#[cfg(test)]
mod tests {
    use super::*;

    #[derive(Debug, Default)]
    struct RecordingView {
        colors: Vec<Color>,
        hit_testing: Option<bool>,
        hit_testing_writes: usize,
    }

    impl PieceView for RecordingView {
        fn set_color(&mut self, color: Color) {
            self.colors.push(color);
        }

        fn set_hit_testing(&mut self, enabled: bool) {
            self.hit_testing = Some(enabled);
            self.hit_testing_writes += 1;
        }
    }

    fn piece_at(x: f32, y: f32) -> Piece<RecordingView> {
        Piece::new(
            PieceKind::Red,
            false,
            Vec2::new(x, y),
            RecordingView::default(),
        )
    }

    #[test]
    fn spawns_sitting_with_hit_testing() {
        let piece = piece_at(1.0, 2.0);

        assert_eq!(piece.state(), PieceState::Sitting);
        assert_eq!(piece.position(), Vec2::new(1.0, 2.0));
        assert_eq!(piece.motion(), None);
        assert_eq!(piece.view().hit_testing, Some(true));
    }

    #[test]
    fn set_state_always_lands_and_reapplies_entry_effect() {
        for from in PieceState::ALL {
            for to in PieceState::ALL {
                let mut piece = piece_at(0.0, 0.0);
                piece.set_state(from);
                piece.view_mut().hit_testing = None;
                let writes = piece.view().hit_testing_writes;

                piece.set_state(to);

                assert_eq!(piece.state(), to, "{:?} -> {:?}", from, to);
                assert_eq!(piece.view().hit_testing, to.hit_testing_on_entry());
                let expected_writes = writes + usize::from(to.hit_testing_on_entry().is_some());
                assert_eq!(piece.view().hit_testing_writes, expected_writes);
            }
        }
    }

    #[test]
    fn motion_exists_only_while_moving() {
        let mut piece = piece_at(0.0, 0.0);

        piece.move_to(Vec2::new(3.0, 4.0), 0.0);
        assert!(piece.motion().is_some());

        piece.set_state(PieceState::Grabbed);
        assert_eq!(piece.motion(), None);

        piece.set_state(PieceState::Moving);
        assert!(piece.motion().is_some());

        piece.set_state(PieceState::Popped);
        assert_eq!(piece.motion(), None);
    }

    #[test]
    fn move_to_records_target_and_journey() {
        let mut piece = piece_at(1.0, 1.0);
        piece.set_state(PieceState::Grabbed);

        let outcome = piece.move_to(Vec2::new(4.0, 5.0), 2.5);

        assert_eq!(outcome, MoveOutcome::Started);
        assert_eq!(piece.state(), PieceState::Moving);
        assert_eq!(piece.view().hit_testing, Some(false));
        assert_eq!(
            piece.motion(),
            Some(Motion {
                target: Vec2::new(4.0, 5.0),
                started_at: 2.5,
                journey_length: 5.0,
            })
        );
    }

    #[test]
    fn move_to_while_moving_is_ignored() {
        let mut piece = piece_at(0.0, 0.0);
        piece.move_to(Vec2::new(10.0, 0.0), 0.0);
        let before = piece.motion();

        let outcome = piece.move_to(Vec2::new(-3.0, 7.0), 1.0);

        assert_eq!(outcome, MoveOutcome::Ignored);
        assert!(!outcome.has_update());
        assert_eq!(piece.state(), PieceState::Moving);
        assert_eq!(piece.motion(), before);
    }

    #[test]
    fn tick_at_target_sits_without_moving() {
        let mut piece = piece_at(0.0, 0.0);
        piece.move_to(Vec2::new(2.0, 0.0), 0.0);
        piece.set_position(Vec2::new(2.0, 0.0));

        let outcome = piece.tick(0.1);

        assert_eq!(outcome, MotionOutcome::Arrived);
        assert_eq!(piece.state(), PieceState::Sitting);
        assert_eq!(piece.position(), Vec2::new(2.0, 0.0));
        assert_eq!(piece.view().hit_testing, Some(true));
    }

    #[test]
    fn interpolates_from_current_position() {
        let mut piece = piece_at(0.0, 0.0);
        piece.move_to(Vec2::new(10.0, 0.0), 0.0);

        assert_eq!(piece.tick(0.5), MotionOutcome::Advanced);
        assert_eq!(piece.position(), Vec2::new(2.5, 0.0));

        assert_eq!(piece.tick(1.0), MotionOutcome::Advanced);
        // constant velocity from the start would give 5.0 here
        assert_eq!(piece.position(), Vec2::new(6.25, 0.0));
        assert_ne!(piece.position().x, 5.0);
    }

    #[test]
    fn single_tick_after_one_second_covers_half() {
        let mut piece = piece_at(0.0, 0.0);
        piece.move_to(Vec2::new(10.0, 0.0), 0.0);

        piece.tick(1.0);

        assert_eq!(piece.position(), Vec2::new(5.0, 0.0));
        assert_eq!(piece.state(), PieceState::Moving);
    }

    #[test]
    fn arrives_once_full_journey_time_has_passed() {
        let mut piece = piece_at(0.0, 0.0);
        piece.move_to(Vec2::new(10.0, 0.0), 0.0);

        piece.tick(0.5);
        piece.tick(2.0);
        assert_eq!(piece.position(), Vec2::new(10.0, 0.0));
        assert_eq!(piece.state(), PieceState::Moving);

        assert_eq!(piece.tick(2.1), MotionOutcome::Arrived);
        assert_eq!(piece.state(), PieceState::Sitting);
    }

    #[test]
    fn zero_length_move_sits_within_one_tick() {
        let mut piece = piece_at(3.0, 3.0);

        assert_eq!(piece.move_to(Vec2::new(3.0, 3.0), 0.0), MoveOutcome::Started);
        assert_eq!(piece.state(), PieceState::Moving);

        assert_eq!(piece.tick(0.0), MotionOutcome::Arrived);
        assert_eq!(piece.state(), PieceState::Sitting);
        assert_eq!(piece.position(), Vec2::new(3.0, 3.0));
        assert!(piece.position().is_finite());
    }

    #[test]
    fn tiny_journey_lands_instead_of_stalling() {
        let mut piece = piece_at(0.0, 0.0);
        let target = Vec2::new(1e-44, 0.0);
        piece.move_to(target, 0.0);

        for frame in 1..=3u8 {
            piece.tick(f32::from(frame));
        }

        assert_eq!(piece.state(), PieceState::Sitting);
        assert_eq!(piece.position(), target);
    }

    #[test]
    fn nan_frame_time_snaps_to_target() {
        let mut piece = piece_at(0.0, 0.0);
        piece.move_to(Vec2::new(4.0, 0.0), 0.0);

        assert_eq!(piece.tick(f32::NAN), MotionOutcome::Arrived);
        assert_eq!(piece.state(), PieceState::Sitting);
        assert_eq!(piece.position(), Vec2::new(4.0, 0.0));
    }

    #[test]
    fn repositioned_after_bare_moving_sits_in_place() {
        let mut piece = piece_at(1.0, 0.0);
        piece.set_state(PieceState::Moving);
        piece.set_position(Vec2::new(6.0, 2.0));

        assert_eq!(piece.tick(1.0), MotionOutcome::Arrived);
        assert_eq!(piece.state(), PieceState::Sitting);
        assert_eq!(piece.position(), Vec2::new(6.0, 2.0));
    }

    #[test]
    fn moving_without_destination_sits_next_tick() {
        let mut piece = piece_at(1.0, 0.0);

        piece.set_state(PieceState::Moving);

        assert_eq!(piece.tick(5.0), MotionOutcome::Arrived);
        assert_eq!(piece.state(), PieceState::Sitting);
        assert_eq!(piece.position(), Vec2::new(1.0, 0.0));
    }

    #[test]
    fn idle_states_do_not_move() {
        for state in [PieceState::Sitting, PieceState::Grabbed, PieceState::Popped] {
            let mut piece = piece_at(1.0, 1.0);
            piece.set_state(state);

            assert_eq!(piece.tick(10.0), MotionOutcome::Idle);
            assert_eq!(piece.position(), Vec2::new(1.0, 1.0));
            assert_eq!(piece.state(), state);
        }
    }

    #[test]
    fn speed_comes_from_config() {
        let config = PieceConfig { move_speed: 10.0 };
        let mut piece = Piece::with_config(
            PieceKind::Blue,
            true,
            Vec2::ZERO,
            config,
            RecordingView::default(),
        );
        piece.move_to(Vec2::new(10.0, 0.0), 0.0);

        piece.tick(0.5);

        assert_eq!(piece.position(), Vec2::new(5.0, 0.0));
        assert!(piece.is_hardened());
    }

    #[test]
    fn each_kind_paints_its_color_once() {
        let expected = [
            Color::rgb(1.0, 0.0, 0.0),
            Color::rgb(1.0, 0.5, 0.0),
            Color::rgb(1.0, 0.92, 0.016),
            Color::rgb(0.0, 1.0, 0.0),
            Color::rgb(0.0, 0.0, 1.0),
            Color::rgb(1.0, 0.0, 1.0),
            Color::rgb(1.0, 1.0, 1.0),
        ];

        for (discriminant, color) in expected.into_iter().enumerate() {
            let kind = PieceKind::try_from(discriminant as u8).unwrap();
            let mut piece = Piece::new(kind, false, Vec2::ZERO, RecordingView::default());
            piece.move_to(Vec2::new(1.0, 0.0), 0.0);
            piece.tick(1.0);
            piece.tick(2.0);

            assert_eq!(piece.view().colors, vec![color]);
            assert_eq!(Color::for_discriminant(discriminant as u8), color);
        }
    }

    #[test]
    fn unknown_discriminant_falls_back_to_white() {
        assert_eq!(Color::for_discriminant(7), Color::WHITE);
        assert_eq!(Color::for_discriminant(u8::MAX), Color::WHITE);
        assert_eq!(
            PieceKind::try_from(7),
            Err(GameError::UnknownPieceKind(7))
        );
    }

    #[test]
    fn borrowed_view_is_a_view() {
        let mut view = RecordingView::default();
        {
            let mut piece = Piece::new(PieceKind::Green, false, Vec2::ZERO, &mut view);
            piece.set_state(PieceState::Grabbed);
        }

        assert_eq!(view.colors, vec![Color::GREEN]);
        assert_eq!(view.hit_testing, Some(false));
    }

    #[test]
    fn displays_short_kind_name() {
        let piece = Piece::new(PieceKind::Orange, false, Vec2::ZERO, RecordingView::default());

        assert_eq!(piece.to_string(), "Piece [ORA]");
    }

    #[test]
    fn config_reads_from_json_with_defaults() {
        let config: PieceConfig = serde_json::from_str("{}").unwrap();
        assert_eq!(config, PieceConfig::default());

        let config: PieceConfig = serde_json::from_str(r#"{"move_speed": 2.0}"#).unwrap();
        assert_eq!(config.move_speed, 2.0);
    }
}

________________________

**What you need to do:** The output must consist solely of the lines from the first line of the records through the line containing "piece.view_mut().hit_testing = None;", reproduced exactly.

**Result:**
#[cfg(test)]
mod tests {
    use super::*;

    #[derive(Debug, Default)]
    struct RecordingView {
        colors: Vec<Color>,
        hit_testing: Option<bool>,
        hit_testing_writes: usize,
    }

    impl PieceView for RecordingView {
        fn set_color(&mut self, color: Color) {
            self.colors.push(color);
        }

        fn set_hit_testing(&mut self, enabled: bool) {
            self.hit_testing = Some(enabled);
            self.hit_testing_writes += 1;
        }
    }

    fn piece_at(x: f32, y: f32) -> Piece<RecordingView> {
        Piece::new(
            PieceKind::Red,
            false,
            Vec2::new(x, y),
            RecordingView::default(),
        )
    }

    #[test]
    fn spawns_sitting_with_hit_testing() {
        let piece = piece_at(1.0, 2.0);

        assert_eq!(piece.state(), PieceState::Sitting);
        assert_eq!(piece.position(), Vec2::new(1.0, 2.0));
        assert_eq!(piece.motion(), None);
        assert_eq!(piece.view().hit_testing, Some(true));
    }

    #[test]
    fn set_state_always_lands_and_reapplies_entry_effect() {
        for from in PieceState::ALL {
            for to in PieceState::ALL {
                let mut piece = piece_at(0.0, 0.0);
                piece.set_state(from);
                piece.view_mut().hit_testing = None;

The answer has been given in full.